Pre- and Co-requisite Knowledge
(1) Interested in working with a group of security researchers and communicating your ideas.
(2) Programming in C/C++ and Python.
(3) System oriented programming and open source operating systems.
(4) You should have basic knowledge of asymmetric cryptography and related program libraries for an easy start.

A computational model for the evolution of social preferences
Supervisors: Julian Garcia

Background
This project uses game theory and computational models to study the evolution of social preferences. A social preference represents how an individual evaluates the outcomes of a social interaction. Consider the following situation: Someone offers you 100 dollars, and asks you to share some of it with your friend. If your friend accepts your offer both you and she keep and share the money according to your proposal. However, if your friend does not accept the offer you both get 0 dollars. How much money would you offer to your friend? What is the minimum offer you would accept as "the friend"? Traditional game theoretical models of dictate you should offer nothing, and your friend should be fine with that. This is not what happens in the real world. If you are offered too little, a sense of envy may lead you to reject low offers. Social preferences are the mathematical formalism to introduce things like guilt and envy into game theory models.

Aim and Outline
The aim of this model is to produce a computational model for the evolution of social preferences, using genetic programming. This will be useful in providing an evolutionary explanation for social preferences in humans, and also in artificially evolving social preferences for artificial agents.

URLs and References
- Alger, Ingela, and Jörgen W. Weibull. "Homo moralis—preference evolution under incomplete information and assortative matching." Econometrica 81.6 (2013): 2269-2302.

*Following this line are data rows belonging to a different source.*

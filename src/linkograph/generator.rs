use std::sync::Arc;
use std::time::{Duration, Instant};

use tracing::{debug, info};

use super::{build_link, Linkograph, LinkographLink};
use crate::config::LinkographConfig;
use crate::embedding::{cosine_similarity, validate_vector, Embedder, EmbeddingCache};
use crate::error::{EmbeddingError, LinkographResult, ValidationError};
use crate::moves::{validate_move, DesignMove, MoveStore};

/// Builds the fuzzy link set for a session.
///
/// Embeddings are resolved per move in this order: the move's own cached
/// vector, the shared [`EmbeddingCache`], then the [`Embedder`]. Any failure
/// aborts the whole run.
pub struct LinkGenerator<E> {
    embedder: E,
    cache: EmbeddingCache,
    config: LinkographConfig,
    embed_timeout: Option<Duration>,
}

impl<E: Embedder> LinkGenerator<E> {
    /// Create a generator; fails if the configuration is invalid.
    pub fn new(
        embedder: E,
        cache: EmbeddingCache,
        config: LinkographConfig,
    ) -> LinkographResult<Self> {
        config.validate()?;
        Ok(Self {
            embedder,
            cache,
            config,
            embed_timeout: None,
        })
    }

    /// Bound each embedding call by `timeout`.
    pub fn with_embed_timeout(mut self, timeout: Duration) -> Self {
        self.embed_timeout = Some(timeout);
        self
    }

    /// Active configuration
    pub fn config(&self) -> &LinkographConfig {
        &self.config
    }

    /// Shared embedding cache
    pub fn cache(&self) -> &EmbeddingCache {
        &self.cache
    }

    /// Embed every move and link all pairs within `max_link_range`.
    pub async fn generate(&self, store: MoveStore) -> LinkographResult<Linkograph> {
        let start = Instant::now();
        let session_id = store.session_id().to_string();
        let mut moves = store.into_moves();

        for mv in moves.iter_mut() {
            let vector = self.resolve_embedding(mv).await?;
            mv.embedding = Some(vector);
        }

        let links = link_moves(&moves, &self.config);

        info!(
            session_id = %session_id,
            moves = moves.len(),
            links = links.len(),
            threshold = self.config.similarity_threshold,
            max_link_range = self.config.max_link_range,
            elapsed_ms = start.elapsed().as_millis(),
            "Linkograph generated"
        );

        Ok(Linkograph::new(session_id, moves, links))
    }

    /// Append one move, linking it only against the trailing window.
    ///
    /// The result equals a full regeneration over the extended move list.
    pub async fn extend(
        &self,
        linkograph: &Linkograph,
        new_move: DesignMove,
    ) -> LinkographResult<Linkograph> {
        let index = linkograph.move_count();
        validate_move(&new_move, index, linkograph.session_id())?;
        if linkograph.moves().iter().any(|m| m.id == new_move.id) {
            return Err(ValidationError::DuplicateMoveId {
                move_id: new_move.id,
            }
            .into());
        }
        if let Some(last) = linkograph.moves().last() {
            if new_move.timestamp < last.timestamp {
                return Err(ValidationError::NonMonotonicTimestamp {
                    move_id: new_move.id,
                    index,
                }
                .into());
            }
        }

        let mut new_move = new_move;
        let vector = self.resolve_embedding(&new_move).await?;
        new_move.embedding = Some(vector);

        let mut moves = linkograph.moves().to_vec();
        moves.push(new_move);

        let mut links = linkograph.links().to_vec();
        let added = links_into(&moves, index, &self.config);
        debug!(
            session_id = %linkograph.session_id(),
            move_index = index,
            new_links = added.len(),
            "Linkograph extended"
        );
        links.extend(added);

        Ok(Linkograph::new(
            linkograph.session_id().to_string(),
            moves,
            links,
        ))
    }

    async fn resolve_embedding(&self, mv: &DesignMove) -> LinkographResult<Vec<f32>> {
        let dimensions = self.embedder.dimensions();

        if let Some(existing) = &mv.embedding {
            validate_vector(&mv.id, existing, dimensions)?;
            return Ok(existing.clone());
        }

        let model_id = self.embedder.model_id();
        if let Some(cached) = self.cache.get(&model_id, &mv.content).await {
            validate_vector(&mv.id, &cached, dimensions)?;
            return Ok(cached.to_vec());
        }

        let vector = match self.embed_timeout {
            Some(timeout) => tokio::time::timeout(timeout, self.embedder.embed(&mv.content))
                .await
                .map_err(|_| EmbeddingError::Timeout {
                    timeout_ms: timeout.as_millis() as u64,
                })??,
            None => self.embedder.embed(&mv.content).await?,
        };

        validate_vector(&mv.id, &vector, dimensions)?;
        self.cache
            .insert(&model_id, &mv.content, Arc::from(vector.as_slice()))
            .await;
        Ok(vector)
    }
}

/// Link every pair `i < j` with `j - i <= max_link_range` whose similarity
/// reaches the threshold. Every move must carry an embedding.
pub(crate) fn link_moves(moves: &[DesignMove], config: &LinkographConfig) -> Vec<LinkographLink> {
    (1..moves.len())
        .flat_map(|target| links_into(moves, target, config))
        .collect()
}

/// Links ending at `target` from the preceding `max_link_range` moves.
fn links_into(
    moves: &[DesignMove],
    target: usize,
    config: &LinkographConfig,
) -> Vec<LinkographLink> {
    let Some(target_vec) = moves[target].embedding.as_deref() else {
        return Vec::new();
    };
    let first = target.saturating_sub(config.max_link_range);

    (first..target)
        .filter_map(|source| {
            let source_vec = moves[source].embedding.as_deref()?;
            let similarity = cosine_similarity(source_vec, target_vec);
            (similarity >= config.similarity_threshold).then(|| {
                build_link(moves, source, target, similarity, config.lateral_window)
            })
        })
        .collect()
}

- Poli, Riccardo, et al. A field guide to genetic programming. Lulu. com, 2008.

Pre- and Co-requisite Knowledge
Problem solving skills, an interest in game theory, applied mathematics and simulation. Skills in Python, Java or both.

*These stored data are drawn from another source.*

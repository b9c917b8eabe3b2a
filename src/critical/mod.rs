//! Critical-move classification.
//!
//! A move is critical when its forelink or backlink count reaches
//! `T = max(critical_move_floor, ceil(critical_move_fraction * total_moves))`.

use serde::Serialize;
use tracing::debug;

use crate::config::LinkographConfig;
use crate::linkograph::Linkograph;

/// Which link direction made a move critical.
#[derive(Debug, Clone, Copy, PartialEq, Eq, Hash, Serialize)]
#[serde(rename_all = "snake_case")]
pub enum CriticalKind {
    /// Many forelinks: opens later work.
    Forward,
    /// Many backlinks: integrates earlier work.
    Backward,
    /// Both: a pivot point.
    Bidirectional,
}

impl CriticalKind {
    /// Get the kind name as a string
    pub fn as_str(&self) -> &'static str {
        match self {
            CriticalKind::Forward => "forward",
            CriticalKind::Backward => "backward",
            CriticalKind::Bidirectional => "bidirectional",
        }
    }
}

impl std::fmt::Display for CriticalKind {
    fn fmt(&self, f: &mut std::fmt::Formatter<'_>) -> std::fmt::Result {
        write!(f, "{}", self.as_str())
    }
}

/// A move whose link count clears the critical threshold.
#[derive(Debug, Clone, PartialEq, Serialize)]
pub struct CriticalMove {
    /// Move id.
    pub move_id: String,
    /// Position in the session.
    pub move_index: usize,
    /// Links where this move is the source.
    pub forelinks: usize,
    /// Links where this move is the target.
    pub backlinks: usize,
    /// Classification.
    pub kind: CriticalKind,
}

/// Bidirectional link-count thresholding.
#[derive(Debug, Clone)]
pub struct CriticalMoveClassifier {
    floor: usize,
    fraction: f64,
}

impl CriticalMoveClassifier {
    /// Create a classifier from the critical-move settings in `config`
    pub fn new(config: &LinkographConfig) -> Self {
        Self {
            floor: config.critical_move_floor,
            fraction: config.critical_move_fraction,
        }
    }

    /// Link count a move needs in either direction for a session of
    /// `total_moves` moves.
    pub fn threshold(&self, total_moves: usize) -> usize {
        // Guard against 0.1 * 30 = 3.0000000000000004 rounding up to 4
        let scaled = (self.fraction * total_moves as f64 - 1e-9).ceil().max(0.0) as usize;
        self.floor.max(scaled)
    }

    /// Classify every move; moves below threshold are omitted.
    pub fn classify(&self, graph: &Linkograph) -> Vec<CriticalMove> {
        let threshold = self.threshold(graph.move_count());
        let fore = graph.forelink_counts();
        let back = graph.backlink_counts();

        let critical: Vec<CriticalMove> = graph
            .moves()
            .iter()
            .enumerate()
            .filter_map(|(i, mv)| {
                let kind = match (fore[i] >= threshold, back[i] >= threshold) {
                    (true, true) => CriticalKind::Bidirectional,
                    (true, false) => CriticalKind::Forward,
                    (false, true) => CriticalKind::Backward,
                    (false, false) => return None,
                };
                Some(CriticalMove {
                    move_id: mv.id.clone(),
                    move_index: i,
                    forelinks: fore[i],
                    backlinks: back[i],
                    kind,
                })
            })
            .collect();

        debug!(
            session_id = %graph.session_id(),
            threshold,
            critical = critical.len(),
            "Critical moves classified"
        );

        critical
    }
}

Network-based algorithm for drug discovery for malaria
Supervisors: Hieu Nim, Graham Farr

Background
Biological networks play an important role in malaria infection in human, where effective drug combinations are yet to be discovered. In the past, biological network topology and associated data have been sparse due to their high cost and complexity. Rapid advances have been made in recent years in network medicine, creating an ideal opportunity for algorithm-based network analysis in search of drug targets.

Aim and Outline
The student is expected to integrate malaria data from collaborators at the Biomedicine Discovery Institute, with biological networks obtained from NCBI PubMed literature. An example of such biological networks is at http://msb.embopress.org/content/6/1/453. Other network databases can be integrated as appropriate, which includes KEGG and SIGNOR. The network will need to be analysed, using various graph theory techniques, to study the topology that can potentially identify “interesting nodes and edges” of the network. These could be potential drug targets, which can be validated in the wet-lab by our collaborators.

Pre- and Co-requisite Knowledge
A strong background in programming skills is necessary. Interest in science and medicine is a plus.

Algorithms to predict outcome from clinical data in lupus
Supervisors: Hieu Nim, Alberta Hoi, Eric Morand (Monash Health)

Background
Systemic lupus erythematosus (SLE, lupus) is a severe auto-immune disease without effective treatments. This is partially caused by data complexity, where many parameters can contribute to the disease outcome in a time-dependent manner. This presents an opportunity for machine-based extraction of useful knowledge from complex data.

Aim and Outline
The student is expected to integrate and analyse data from collaborators at Monash Health. Data are highly complex (demographic, laboratory test, physician’s assessment) and time-dependent. The student will implement predictive algorithms to analyse the data, and perform cross validation to evaluate the effectiveness of the prediction.

Pre- and Co-requisite Knowledge
A strong background in programming skills is necessary. Interest in science and medicine is a plus.